- [How to complete this task]:
Line count for "KeySpace": state how many lines of the listing below contain it, without anything else.

- [Data listing]:
--- START ---
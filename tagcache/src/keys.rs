//! Store key layout.
//!
//! ```text
//! {TypeName}:{key}                      cached entry (see `qualified_key`)
//! {root}:_cacheKeysByTag:{tag}          set of keys carrying `tag`
//! {root}:_cacheTagsByKey:{key}          set of tags carried by `key`
//! {root}:_cacheExpiryKeys               sorted set, score = expiry rank
//! ```

/// Default root namespace.
pub const DEFAULT_ROOT_NAMESPACE: &str = "_redisCache";

const KEYS_BY_TAG_SEGMENT: &str = "_cacheKeysByTag";
const TAGS_BY_KEY_SEGMENT: &str = "_cacheTagsByKey";
const EXPIRY_SEGMENT: &str = "_cacheExpiryKeys";

/// Builds and parses the Store keys used by the secondary indexes.
#[derive(Debug, Clone, PartialEq, Eq)]
pub struct KeySpace {
    root: String,
}

impl KeySpace {
    /// Create a key space under the given root namespace.
    pub fn new(root: impl Into<String>) -> Self {
        Self { root: root.into() }
    }

    /// The root namespace.
    pub fn root(&self) -> &str {
        &self.root
    }

    /// Reverse-index key: the set of keys tagged with `tag`.
    pub fn keys_for_tag(&self, tag: &str) -> String {
        format!("{}{}", self.keys_for_tag_prefix(), tag)
    }

    /// Forward-index key: the set of tags carried by `key`.
    pub fn tags_for_key(&self, key: &str) -> String {
        format!("{}{}", self.tags_for_key_prefix(), key)
    }

    /// Key of the expiry schedule.
    pub fn expiry_schedule(&self) -> String {
        format!("{}:{}", self.root, EXPIRY_SEGMENT)
    }

    /// Scan pattern matching every reverse-index key.
    pub fn keys_for_tag_pattern(&self) -> String {
        format!("{}*", escape_glob(&self.keys_for_tag_prefix()))
    }

    /// Scan pattern matching every forward-index key.
    pub fn tags_for_key_pattern(&self) -> String {
        format!("{}*", escape_glob(&self.tags_for_key_prefix()))
    }

    /// Recover the tag from a reverse-index key.
    pub fn tag_from_index_key<'a>(&self, index_key: &'a str) -> Option<&'a str> {
        index_key
            .strip_prefix(&self.keys_for_tag_prefix())
            .filter(|tag| !tag.is_empty())
    }

    /// Recover the cache key from a forward-index key.
    pub fn key_from_index_key<'a>(&self, index_key: &'a str) -> Option<&'a str> {
        index_key
            .strip_prefix(&self.tags_for_key_prefix())
            .filter(|key| !key.is_empty())
    }

    fn keys_for_tag_prefix(&self) -> String {
        format!("{}:{}:", self.root, KEYS_BY_TAG_SEGMENT)
    }

    fn tags_for_key_prefix(&self) -> String {
        format!("{}:{}:", self.root, TAGS_BY_KEY_SEGMENT)
    }
}

impl Default for KeySpace {
    fn default() -> Self {
        Self::new(DEFAULT_ROOT_NAMESPACE)
    }
}

/// Qualify a logical key with the short name of `T`, e.g. `User:42`.
///
/// Values of different types stored under the same logical key do not
/// collide.
pub fn qualified_key<T: ?Sized>(key: &str) -> String {
    format!("{}:{}", type_discriminator::<T>(), key)
}

/// Short type name with module paths stripped: `Vec<my::User>` -> `Vec<User>`.
pub fn type_discriminator<T: ?Sized>() -> String {
    let full = std::any::type_name::<T>();
    let mut out = String::with_capacity(full.len());
    let mut segment = String::new();

    for c in full.chars() {
        if c.is_alphanumeric() || c == '_' || c == ':' {
            segment.push(c);
        } else {
            out.push_str(segment.rsplit("::").next().unwrap_or(&segment));
            segment.clear();
            out.push(c);
        }
    }
    out.push_str(segment.rsplit("::").next().unwrap_or(&segment));
    out
}

/// Escape glob metacharacters so a literal prefix can be used in `SCAN MATCH`.
pub fn escape_glob(literal: &str) -> String {
    let mut out = String::with_capacity(literal.len());
    for c in literal.chars() {
        if matches!(c, '*' | '?' | '[' | ']' | '\\') {
            out.push('\\');
        }
        out.push(c);
    }
    out
}

/// Redis-style glob match supporting `*`, `?`, `[...]` classes and `\` escapes.
pub fn glob_match(pattern: &str, text: &str) -> bool {
    let pattern: Vec<char> = pattern.chars().collect();
    let text: Vec<char> = text.chars().collect();
    glob_match_at(&pattern, &text)
}

fn glob_match_at(pattern: &[char], text: &[char]) -> bool {
    let Some((&first, rest)) = pattern.split_first() else {
        return text.is_empty();
    };

    match first {
        '*' => (0..=text.len()).any(|skip| glob_match_at(rest, &text[skip..])),
        '?' => !text.is_empty() && glob_match_at(rest, &text[1..]),
        '\\' => match rest.split_first() {
            Some((&literal, rest)) => {
                text.first() == Some(&literal) && glob_match_at(rest, &text[1..])
            }
            None => text == ['\\'],
        },
        '[' => {
            let Some(close) = rest.iter().position(|&c| c == ']') else {
                return text.first() == Some(&'[') && glob_match_at(rest, &text[1..]);
            };
            let Some(&c) = text.first() else {
                return false;
            };
            let (negated, class) = match rest[..close].split_first() {
                Some(('^', class)) => (true, class),
                _ => (false, &rest[..close]),
            };
            let mut hit = false;
            let mut i = 0;
            while i < class.len() {
                if i + 2 < class.len() && class[i + 1] == '-' {
                    hit |= class[i] <= c && c <= class[i + 2];
                    i += 3;
                } else {
                    hit |= class[i] == c;
                    i += 1;
                }
            }
            hit != negated && glob_match_at(&rest[close + 1..], &text[1..])
        }
        literal => text.first() == Some(&literal) && glob_match_at(rest, &text[1..]),
    }
}

#[cfg(test)]
mod tests {
    use super::*;

    struct User;

    #[test]
    fn test_index_keys() {
        let keys = KeySpace::default();
        assert_eq!(keys.keys_for_tag("vip"), "_redisCache:_cacheKeysByTag:vip");
        assert_eq!(keys.tags_for_key("User:42"), "_redisCache:_cacheTagsByKey:User:42");
        assert_eq!(keys.expiry_schedule(), "_redisCache:_cacheExpiryKeys");
    }

    #[test]
    fn test_index_keys_parse_back_with_colons() {
        let keys = KeySpace::new("app");
        let index = keys.tags_for_key("User:42:profile");
        assert_eq!(keys.key_from_index_key(&index), Some("User:42:profile"));

        let index = keys.keys_for_tag("region:eu");
        assert_eq!(keys.tag_from_index_key(&index), Some("region:eu"));
        assert_eq!(keys.tag_from_index_key("other:thing"), None);
    }

    #[test]
    fn test_patterns_escape_root() {
        let keys = KeySpace::new("tenant[1]");
        let pattern = keys.keys_for_tag_pattern();
        assert_eq!(pattern, "tenant\\[1\\]:_cacheKeysByTag:*");
        assert!(glob_match(&pattern, &keys.keys_for_tag("x")));
        assert!(!glob_match(&pattern, "tenant1:_cacheKeysByTag:x"));
    }

    #[test]
    fn test_qualified_key() {
        assert_eq!(qualified_key::<User>("42"), "User:42");
        assert_eq!(qualified_key::<String>("a"), "String:a");
        assert_eq!(type_discriminator::<Vec<User>>(), "Vec<User>");
        assert_eq!(
            type_discriminator::<std::collections::HashMap<String, u32>>(),
            "HashMap<String, u32>"
        );
    }

    #[test]
    fn test_glob_match() {
        assert!(glob_match("*", ""));
        assert!(glob_match("a*c", "abbbc"));
        assert!(glob_match("a?c", "abc"));
        assert!(!glob_match("a?c", "ac"));
        assert!(glob_match("h[ae]llo", "hello"));
        assert!(!glob_match("h[^e]llo", "hello"));
        assert!(glob_match("k[a-c]", "kb"));
        assert!(glob_match("\\*", "*"));
        assert!(!glob_match("\\*", "x"));
        assert!(glob_match("*:expired", "__keyevent@0__:expired"));
    }
}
--- END ---
- [Answer section]:
6